▸ What is required
Check each line of the listing below for the string "SqliteConnectOptions", and copy the ones that have it.

▸ Entries shown
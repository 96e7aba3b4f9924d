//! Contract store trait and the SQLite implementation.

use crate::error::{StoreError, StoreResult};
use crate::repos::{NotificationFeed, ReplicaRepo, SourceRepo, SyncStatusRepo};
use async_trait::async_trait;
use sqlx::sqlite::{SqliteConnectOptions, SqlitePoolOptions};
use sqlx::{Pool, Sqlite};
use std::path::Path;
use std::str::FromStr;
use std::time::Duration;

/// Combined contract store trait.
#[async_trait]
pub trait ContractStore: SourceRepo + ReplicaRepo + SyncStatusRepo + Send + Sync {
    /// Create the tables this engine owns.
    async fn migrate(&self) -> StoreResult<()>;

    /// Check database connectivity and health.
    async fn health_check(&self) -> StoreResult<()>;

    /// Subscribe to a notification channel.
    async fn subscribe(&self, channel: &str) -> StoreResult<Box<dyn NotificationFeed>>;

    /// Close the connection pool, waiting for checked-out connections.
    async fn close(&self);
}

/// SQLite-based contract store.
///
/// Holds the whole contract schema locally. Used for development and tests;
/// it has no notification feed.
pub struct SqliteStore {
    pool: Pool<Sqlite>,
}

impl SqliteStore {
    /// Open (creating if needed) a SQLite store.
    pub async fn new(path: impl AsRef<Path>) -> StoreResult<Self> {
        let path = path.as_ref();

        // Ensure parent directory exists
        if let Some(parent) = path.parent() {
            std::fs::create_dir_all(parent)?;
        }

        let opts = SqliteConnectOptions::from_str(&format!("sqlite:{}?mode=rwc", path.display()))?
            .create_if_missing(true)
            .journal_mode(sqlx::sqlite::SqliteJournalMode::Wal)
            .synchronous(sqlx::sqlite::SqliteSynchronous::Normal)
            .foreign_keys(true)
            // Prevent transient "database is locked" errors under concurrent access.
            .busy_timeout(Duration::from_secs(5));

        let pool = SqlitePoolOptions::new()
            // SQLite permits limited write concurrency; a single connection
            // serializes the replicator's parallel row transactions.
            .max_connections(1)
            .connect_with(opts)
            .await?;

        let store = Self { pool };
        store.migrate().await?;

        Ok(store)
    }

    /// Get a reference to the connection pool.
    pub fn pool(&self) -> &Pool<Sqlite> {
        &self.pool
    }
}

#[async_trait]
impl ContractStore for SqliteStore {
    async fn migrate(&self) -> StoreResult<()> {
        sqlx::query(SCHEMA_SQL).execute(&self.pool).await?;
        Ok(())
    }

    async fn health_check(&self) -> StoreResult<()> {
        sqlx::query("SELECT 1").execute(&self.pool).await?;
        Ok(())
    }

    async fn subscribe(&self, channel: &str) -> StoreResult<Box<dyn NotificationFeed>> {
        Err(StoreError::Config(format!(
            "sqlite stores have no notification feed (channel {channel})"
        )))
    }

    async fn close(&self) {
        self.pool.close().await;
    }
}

---

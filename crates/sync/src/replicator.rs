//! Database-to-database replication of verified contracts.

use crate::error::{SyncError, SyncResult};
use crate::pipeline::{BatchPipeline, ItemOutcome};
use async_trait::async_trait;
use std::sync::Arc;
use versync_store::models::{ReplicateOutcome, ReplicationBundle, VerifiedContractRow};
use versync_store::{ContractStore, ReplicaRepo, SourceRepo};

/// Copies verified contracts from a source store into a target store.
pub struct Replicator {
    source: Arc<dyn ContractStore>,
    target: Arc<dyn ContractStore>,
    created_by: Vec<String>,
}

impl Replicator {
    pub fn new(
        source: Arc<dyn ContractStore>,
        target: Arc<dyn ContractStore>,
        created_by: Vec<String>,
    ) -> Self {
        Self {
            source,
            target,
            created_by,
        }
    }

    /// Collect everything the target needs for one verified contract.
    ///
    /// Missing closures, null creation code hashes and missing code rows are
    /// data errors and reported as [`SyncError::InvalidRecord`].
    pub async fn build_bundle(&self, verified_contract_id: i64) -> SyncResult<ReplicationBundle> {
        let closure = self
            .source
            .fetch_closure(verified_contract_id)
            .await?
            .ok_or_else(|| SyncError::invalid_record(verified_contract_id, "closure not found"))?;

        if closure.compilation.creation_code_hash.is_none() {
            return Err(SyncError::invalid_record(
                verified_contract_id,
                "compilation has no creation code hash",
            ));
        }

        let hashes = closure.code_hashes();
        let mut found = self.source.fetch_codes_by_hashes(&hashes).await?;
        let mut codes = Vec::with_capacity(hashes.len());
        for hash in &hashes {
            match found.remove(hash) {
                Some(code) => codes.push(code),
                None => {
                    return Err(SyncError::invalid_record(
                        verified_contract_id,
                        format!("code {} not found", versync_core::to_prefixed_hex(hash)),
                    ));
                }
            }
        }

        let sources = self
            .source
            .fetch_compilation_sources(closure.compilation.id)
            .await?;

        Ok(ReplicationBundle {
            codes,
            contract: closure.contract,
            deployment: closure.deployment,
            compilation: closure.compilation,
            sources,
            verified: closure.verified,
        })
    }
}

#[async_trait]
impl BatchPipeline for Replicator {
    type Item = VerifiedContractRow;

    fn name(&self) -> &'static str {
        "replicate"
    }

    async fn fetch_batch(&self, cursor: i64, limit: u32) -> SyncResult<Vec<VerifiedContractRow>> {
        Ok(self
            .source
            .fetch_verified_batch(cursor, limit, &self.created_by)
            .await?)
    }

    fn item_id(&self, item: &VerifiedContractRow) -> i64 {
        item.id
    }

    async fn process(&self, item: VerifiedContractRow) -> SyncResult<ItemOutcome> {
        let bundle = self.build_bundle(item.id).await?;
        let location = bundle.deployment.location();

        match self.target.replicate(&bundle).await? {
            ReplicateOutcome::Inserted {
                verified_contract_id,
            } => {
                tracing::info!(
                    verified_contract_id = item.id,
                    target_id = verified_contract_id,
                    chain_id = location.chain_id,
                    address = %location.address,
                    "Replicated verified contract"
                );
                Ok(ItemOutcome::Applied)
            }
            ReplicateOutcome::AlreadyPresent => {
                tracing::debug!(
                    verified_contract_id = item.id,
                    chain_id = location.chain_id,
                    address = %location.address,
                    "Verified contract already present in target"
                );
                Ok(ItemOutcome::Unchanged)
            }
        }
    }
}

▸ Answer box
use sqlx::sqlite::{SqliteConnectOptions, SqlitePoolOptions};
        let opts = SqliteConnectOptions::from_str(&format!("sqlite:{}?mode=rwc", path.display()))?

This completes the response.